*** Opening of Entries supplied ***

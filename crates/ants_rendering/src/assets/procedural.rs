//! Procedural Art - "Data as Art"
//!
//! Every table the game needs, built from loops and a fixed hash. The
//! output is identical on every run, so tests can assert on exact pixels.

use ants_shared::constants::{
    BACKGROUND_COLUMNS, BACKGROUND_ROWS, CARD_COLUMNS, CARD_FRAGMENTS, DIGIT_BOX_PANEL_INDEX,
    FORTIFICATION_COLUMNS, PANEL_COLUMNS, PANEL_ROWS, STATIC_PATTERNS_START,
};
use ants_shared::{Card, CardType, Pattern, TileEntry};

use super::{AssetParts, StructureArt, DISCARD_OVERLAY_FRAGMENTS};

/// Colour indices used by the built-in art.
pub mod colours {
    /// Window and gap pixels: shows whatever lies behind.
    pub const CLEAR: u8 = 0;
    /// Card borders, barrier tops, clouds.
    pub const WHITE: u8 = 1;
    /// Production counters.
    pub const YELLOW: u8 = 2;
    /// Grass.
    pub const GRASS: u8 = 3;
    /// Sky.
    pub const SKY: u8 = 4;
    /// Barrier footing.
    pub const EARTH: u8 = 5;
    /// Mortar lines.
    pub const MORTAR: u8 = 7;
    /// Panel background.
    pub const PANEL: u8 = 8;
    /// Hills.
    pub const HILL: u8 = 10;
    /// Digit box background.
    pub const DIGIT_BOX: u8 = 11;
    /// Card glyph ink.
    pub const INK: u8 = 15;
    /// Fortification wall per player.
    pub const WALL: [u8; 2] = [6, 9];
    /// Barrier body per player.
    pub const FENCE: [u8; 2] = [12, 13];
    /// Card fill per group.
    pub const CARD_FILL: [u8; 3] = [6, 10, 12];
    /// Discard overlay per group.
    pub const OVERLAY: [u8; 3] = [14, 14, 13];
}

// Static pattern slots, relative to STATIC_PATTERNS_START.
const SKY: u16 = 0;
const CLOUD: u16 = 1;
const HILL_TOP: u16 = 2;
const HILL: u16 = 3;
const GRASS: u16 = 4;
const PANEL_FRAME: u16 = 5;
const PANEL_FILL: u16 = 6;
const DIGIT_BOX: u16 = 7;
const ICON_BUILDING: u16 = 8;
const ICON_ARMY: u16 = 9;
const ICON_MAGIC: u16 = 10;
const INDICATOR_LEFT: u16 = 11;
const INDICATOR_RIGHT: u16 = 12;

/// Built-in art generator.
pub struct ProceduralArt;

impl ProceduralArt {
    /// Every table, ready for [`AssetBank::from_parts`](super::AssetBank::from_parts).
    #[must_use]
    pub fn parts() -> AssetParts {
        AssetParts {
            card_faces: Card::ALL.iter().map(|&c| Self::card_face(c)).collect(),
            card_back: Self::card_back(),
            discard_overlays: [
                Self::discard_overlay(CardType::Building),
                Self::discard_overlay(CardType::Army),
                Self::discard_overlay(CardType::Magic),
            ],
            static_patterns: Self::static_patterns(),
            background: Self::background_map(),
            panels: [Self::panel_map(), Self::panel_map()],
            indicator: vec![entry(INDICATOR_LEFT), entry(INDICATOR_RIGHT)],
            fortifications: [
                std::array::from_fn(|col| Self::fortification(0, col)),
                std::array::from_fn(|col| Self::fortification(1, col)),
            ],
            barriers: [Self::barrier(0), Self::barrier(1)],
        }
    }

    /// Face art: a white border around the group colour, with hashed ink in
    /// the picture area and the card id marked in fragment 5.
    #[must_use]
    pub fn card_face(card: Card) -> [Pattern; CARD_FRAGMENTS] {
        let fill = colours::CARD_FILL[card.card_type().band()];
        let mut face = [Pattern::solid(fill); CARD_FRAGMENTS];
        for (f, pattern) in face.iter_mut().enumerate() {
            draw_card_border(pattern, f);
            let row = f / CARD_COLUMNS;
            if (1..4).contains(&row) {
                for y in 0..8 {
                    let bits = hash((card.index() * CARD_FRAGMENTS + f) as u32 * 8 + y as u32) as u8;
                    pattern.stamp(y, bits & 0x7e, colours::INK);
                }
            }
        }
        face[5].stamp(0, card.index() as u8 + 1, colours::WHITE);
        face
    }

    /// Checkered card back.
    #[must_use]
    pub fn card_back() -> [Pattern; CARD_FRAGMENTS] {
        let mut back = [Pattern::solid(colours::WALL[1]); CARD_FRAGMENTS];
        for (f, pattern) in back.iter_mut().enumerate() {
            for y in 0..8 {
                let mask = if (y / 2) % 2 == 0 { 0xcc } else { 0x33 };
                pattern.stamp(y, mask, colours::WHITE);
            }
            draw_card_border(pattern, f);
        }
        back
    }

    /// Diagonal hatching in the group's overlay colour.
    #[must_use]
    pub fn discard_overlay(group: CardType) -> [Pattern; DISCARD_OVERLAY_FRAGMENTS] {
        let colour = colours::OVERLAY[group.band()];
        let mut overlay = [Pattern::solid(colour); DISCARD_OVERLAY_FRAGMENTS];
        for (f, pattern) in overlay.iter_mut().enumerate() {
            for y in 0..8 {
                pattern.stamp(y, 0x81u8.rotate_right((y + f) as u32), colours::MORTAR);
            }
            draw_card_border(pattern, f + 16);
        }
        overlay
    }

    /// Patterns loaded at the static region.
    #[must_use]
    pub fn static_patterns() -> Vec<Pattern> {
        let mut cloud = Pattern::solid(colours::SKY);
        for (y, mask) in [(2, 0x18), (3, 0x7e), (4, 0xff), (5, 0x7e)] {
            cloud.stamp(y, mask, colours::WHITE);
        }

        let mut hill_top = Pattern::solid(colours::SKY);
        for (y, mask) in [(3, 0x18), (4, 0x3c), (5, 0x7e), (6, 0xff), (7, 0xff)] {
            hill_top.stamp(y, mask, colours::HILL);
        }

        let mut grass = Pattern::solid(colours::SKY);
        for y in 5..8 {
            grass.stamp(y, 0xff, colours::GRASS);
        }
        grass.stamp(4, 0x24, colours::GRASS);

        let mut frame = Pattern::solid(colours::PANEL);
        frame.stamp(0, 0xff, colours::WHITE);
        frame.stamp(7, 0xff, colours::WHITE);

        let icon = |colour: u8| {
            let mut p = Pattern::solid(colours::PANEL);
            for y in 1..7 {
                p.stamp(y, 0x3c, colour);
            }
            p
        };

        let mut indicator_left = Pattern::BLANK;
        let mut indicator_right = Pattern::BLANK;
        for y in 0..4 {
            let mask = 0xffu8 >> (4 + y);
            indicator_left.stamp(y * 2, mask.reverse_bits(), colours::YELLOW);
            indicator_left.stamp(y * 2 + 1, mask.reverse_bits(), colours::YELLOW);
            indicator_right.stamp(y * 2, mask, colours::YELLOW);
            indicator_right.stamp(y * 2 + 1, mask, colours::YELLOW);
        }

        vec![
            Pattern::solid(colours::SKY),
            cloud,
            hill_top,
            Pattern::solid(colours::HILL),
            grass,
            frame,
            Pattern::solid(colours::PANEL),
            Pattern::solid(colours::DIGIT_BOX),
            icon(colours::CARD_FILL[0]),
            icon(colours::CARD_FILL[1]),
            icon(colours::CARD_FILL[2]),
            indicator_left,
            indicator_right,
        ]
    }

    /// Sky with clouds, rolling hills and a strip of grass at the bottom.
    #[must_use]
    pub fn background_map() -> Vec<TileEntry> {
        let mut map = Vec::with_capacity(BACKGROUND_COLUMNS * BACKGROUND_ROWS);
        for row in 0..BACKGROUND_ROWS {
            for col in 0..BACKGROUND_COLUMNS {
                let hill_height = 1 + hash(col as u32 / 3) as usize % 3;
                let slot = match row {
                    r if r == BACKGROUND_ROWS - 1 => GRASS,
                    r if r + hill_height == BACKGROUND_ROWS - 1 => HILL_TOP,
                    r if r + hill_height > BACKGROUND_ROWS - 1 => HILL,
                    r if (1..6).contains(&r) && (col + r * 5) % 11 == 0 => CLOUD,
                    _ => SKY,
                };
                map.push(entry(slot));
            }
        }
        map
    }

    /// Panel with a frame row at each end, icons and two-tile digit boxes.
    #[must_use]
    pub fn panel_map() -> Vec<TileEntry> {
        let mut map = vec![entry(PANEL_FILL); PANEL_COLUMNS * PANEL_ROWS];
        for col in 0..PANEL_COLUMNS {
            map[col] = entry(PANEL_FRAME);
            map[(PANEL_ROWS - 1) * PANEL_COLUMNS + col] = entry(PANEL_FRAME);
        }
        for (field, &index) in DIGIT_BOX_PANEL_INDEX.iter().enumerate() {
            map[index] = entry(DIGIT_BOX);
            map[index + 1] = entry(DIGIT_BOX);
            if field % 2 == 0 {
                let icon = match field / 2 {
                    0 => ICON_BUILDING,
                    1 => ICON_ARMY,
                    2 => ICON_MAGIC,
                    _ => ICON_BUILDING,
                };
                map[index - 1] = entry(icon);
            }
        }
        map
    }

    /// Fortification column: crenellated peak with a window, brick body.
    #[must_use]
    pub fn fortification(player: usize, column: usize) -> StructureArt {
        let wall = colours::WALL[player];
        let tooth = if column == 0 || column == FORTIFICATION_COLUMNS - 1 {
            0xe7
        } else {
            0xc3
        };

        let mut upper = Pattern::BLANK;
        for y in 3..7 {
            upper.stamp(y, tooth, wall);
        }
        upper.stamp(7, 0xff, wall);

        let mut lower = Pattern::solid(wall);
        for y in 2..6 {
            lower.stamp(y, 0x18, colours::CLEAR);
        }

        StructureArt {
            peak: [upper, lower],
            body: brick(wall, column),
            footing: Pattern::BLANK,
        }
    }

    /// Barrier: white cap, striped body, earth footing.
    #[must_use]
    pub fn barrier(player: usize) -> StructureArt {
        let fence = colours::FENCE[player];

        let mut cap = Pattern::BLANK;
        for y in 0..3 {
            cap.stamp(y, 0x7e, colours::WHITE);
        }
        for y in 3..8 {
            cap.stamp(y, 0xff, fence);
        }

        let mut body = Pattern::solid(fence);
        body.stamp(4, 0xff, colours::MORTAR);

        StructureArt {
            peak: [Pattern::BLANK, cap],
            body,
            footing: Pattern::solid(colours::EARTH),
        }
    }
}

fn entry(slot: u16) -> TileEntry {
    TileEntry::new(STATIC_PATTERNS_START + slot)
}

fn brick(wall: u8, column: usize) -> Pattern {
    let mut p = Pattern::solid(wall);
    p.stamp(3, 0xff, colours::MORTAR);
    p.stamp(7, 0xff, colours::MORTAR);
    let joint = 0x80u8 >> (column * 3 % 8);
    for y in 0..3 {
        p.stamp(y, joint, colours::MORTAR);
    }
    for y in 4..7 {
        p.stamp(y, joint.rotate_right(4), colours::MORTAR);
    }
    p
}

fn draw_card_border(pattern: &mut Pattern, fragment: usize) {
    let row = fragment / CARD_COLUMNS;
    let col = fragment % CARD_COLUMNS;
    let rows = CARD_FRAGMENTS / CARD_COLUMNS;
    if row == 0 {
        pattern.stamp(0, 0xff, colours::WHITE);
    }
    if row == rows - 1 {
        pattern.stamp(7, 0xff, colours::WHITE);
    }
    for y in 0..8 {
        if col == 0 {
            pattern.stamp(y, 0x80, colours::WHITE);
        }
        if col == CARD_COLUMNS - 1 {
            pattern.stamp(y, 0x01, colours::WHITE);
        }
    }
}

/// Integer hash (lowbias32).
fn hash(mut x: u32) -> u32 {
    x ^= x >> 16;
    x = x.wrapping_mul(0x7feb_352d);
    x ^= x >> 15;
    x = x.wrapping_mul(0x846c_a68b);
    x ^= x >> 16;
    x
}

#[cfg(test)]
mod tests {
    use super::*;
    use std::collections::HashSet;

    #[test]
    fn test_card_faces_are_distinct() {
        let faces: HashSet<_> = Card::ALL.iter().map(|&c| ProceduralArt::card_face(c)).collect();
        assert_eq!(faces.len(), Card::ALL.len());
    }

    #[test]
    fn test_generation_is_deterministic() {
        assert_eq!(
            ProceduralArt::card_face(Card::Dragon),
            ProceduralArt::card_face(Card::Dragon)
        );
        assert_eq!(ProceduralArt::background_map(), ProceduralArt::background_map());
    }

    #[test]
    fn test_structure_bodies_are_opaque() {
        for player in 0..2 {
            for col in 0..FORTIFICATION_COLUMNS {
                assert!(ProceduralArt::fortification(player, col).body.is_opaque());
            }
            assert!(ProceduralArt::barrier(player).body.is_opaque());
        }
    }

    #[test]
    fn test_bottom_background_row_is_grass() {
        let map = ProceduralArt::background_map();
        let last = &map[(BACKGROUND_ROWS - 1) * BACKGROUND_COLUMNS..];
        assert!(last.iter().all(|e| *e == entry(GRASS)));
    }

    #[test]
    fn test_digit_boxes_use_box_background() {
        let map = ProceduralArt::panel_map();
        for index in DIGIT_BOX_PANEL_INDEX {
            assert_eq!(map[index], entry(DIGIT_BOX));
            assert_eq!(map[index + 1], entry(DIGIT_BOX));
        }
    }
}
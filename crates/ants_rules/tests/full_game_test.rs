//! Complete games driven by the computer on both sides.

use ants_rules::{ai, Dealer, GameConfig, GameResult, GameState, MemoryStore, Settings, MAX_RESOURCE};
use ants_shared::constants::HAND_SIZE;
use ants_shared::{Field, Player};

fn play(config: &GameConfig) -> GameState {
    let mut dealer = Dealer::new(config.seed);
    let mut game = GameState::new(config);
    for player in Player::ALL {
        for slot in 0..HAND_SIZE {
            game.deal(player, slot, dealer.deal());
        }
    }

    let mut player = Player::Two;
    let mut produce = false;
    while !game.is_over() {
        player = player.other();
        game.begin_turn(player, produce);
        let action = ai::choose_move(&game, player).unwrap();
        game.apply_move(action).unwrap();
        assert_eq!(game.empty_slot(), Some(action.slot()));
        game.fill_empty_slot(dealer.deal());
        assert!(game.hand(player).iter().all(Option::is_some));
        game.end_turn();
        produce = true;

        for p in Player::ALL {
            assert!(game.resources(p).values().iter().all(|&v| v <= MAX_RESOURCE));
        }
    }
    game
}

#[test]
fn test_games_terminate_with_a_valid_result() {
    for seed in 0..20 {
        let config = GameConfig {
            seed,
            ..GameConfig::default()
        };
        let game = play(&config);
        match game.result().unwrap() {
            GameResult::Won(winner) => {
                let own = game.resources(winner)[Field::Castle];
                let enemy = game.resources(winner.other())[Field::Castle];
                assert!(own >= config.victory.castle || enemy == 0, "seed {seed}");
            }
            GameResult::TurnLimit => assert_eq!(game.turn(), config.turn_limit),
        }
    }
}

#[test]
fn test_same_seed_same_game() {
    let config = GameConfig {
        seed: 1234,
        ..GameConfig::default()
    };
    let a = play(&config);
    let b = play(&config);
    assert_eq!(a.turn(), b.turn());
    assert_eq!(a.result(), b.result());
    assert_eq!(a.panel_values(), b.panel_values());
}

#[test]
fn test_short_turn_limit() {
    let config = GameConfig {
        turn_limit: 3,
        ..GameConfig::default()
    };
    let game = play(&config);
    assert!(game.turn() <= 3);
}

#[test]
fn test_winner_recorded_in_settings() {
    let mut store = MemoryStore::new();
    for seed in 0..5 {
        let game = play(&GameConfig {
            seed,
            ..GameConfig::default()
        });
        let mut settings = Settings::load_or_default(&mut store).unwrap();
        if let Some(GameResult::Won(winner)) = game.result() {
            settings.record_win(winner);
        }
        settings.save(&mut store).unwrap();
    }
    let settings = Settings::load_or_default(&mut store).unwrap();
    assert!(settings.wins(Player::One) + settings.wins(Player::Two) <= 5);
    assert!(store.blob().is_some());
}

*** Close of Entries supplied ***

## Brief
Copy exactly the lines that run from the one with "game.fill_empty_slot(dealer.deal());" to the last line of the material, including both.

## Reply
        game.fill_empty_slot(dealer.deal());
        assert!(game.hand(player).iter().all(Option::is_some));
        game.end_turn();
        produce = true;

        for p in Player::ALL {
            assert!(game.resources(p).values().iter().all(|&v| v <= MAX_RESOURCE));
        }
    }
    game
}

#[test]
fn test_games_terminate_with_a_valid_result() {
    for seed in 0..20 {
        let config = GameConfig {
            seed,
            ..GameConfig::default()
        };
        let game = play(&config);
        match game.result().unwrap() {
            GameResult::Won(winner) => {
                let own = game.resources(winner)[Field::Castle];
                let enemy = game.resources(winner.other())[Field::Castle];
                assert!(own >= config.victory.castle || enemy == 0, "seed {seed}");
            }
            GameResult::TurnLimit => assert_eq!(game.turn(), config.turn_limit),
        }
    }
}

#[test]
fn test_same_seed_same_game() {
    let config = GameConfig {
        seed: 1234,
        ..GameConfig::default()
    };
    let a = play(&config);
    let b = play(&config);
    assert_eq!(a.turn(), b.turn());
    assert_eq!(a.result(), b.result());
    assert_eq!(a.panel_values(), b.panel_values());
}

#[test]
fn test_short_turn_limit() {
    let config = GameConfig {
        turn_limit: 3,
        ..GameConfig::default()
    };
    let game = play(&config);
    assert!(game.turn() <= 3);
}

#[test]
fn test_winner_recorded_in_settings() {
    let mut store = MemoryStore::new();
    for seed in 0..5 {
        let game = play(&GameConfig {
            seed,
            ..GameConfig::default()
        });
        let mut settings = Settings::load_or_default(&mut store).unwrap();
        if let Some(GameResult::Won(winner)) = game.result() {
            settings.record_win(winner);
        }
        settings.save(&mut store).unwrap();
    }
    let settings = Settings::load_or_default(&mut store).unwrap();
    assert!(settings.wins(Player::One) + settings.wins(Player::Two) <= 5);
    assert!(store.blob().is_some());
}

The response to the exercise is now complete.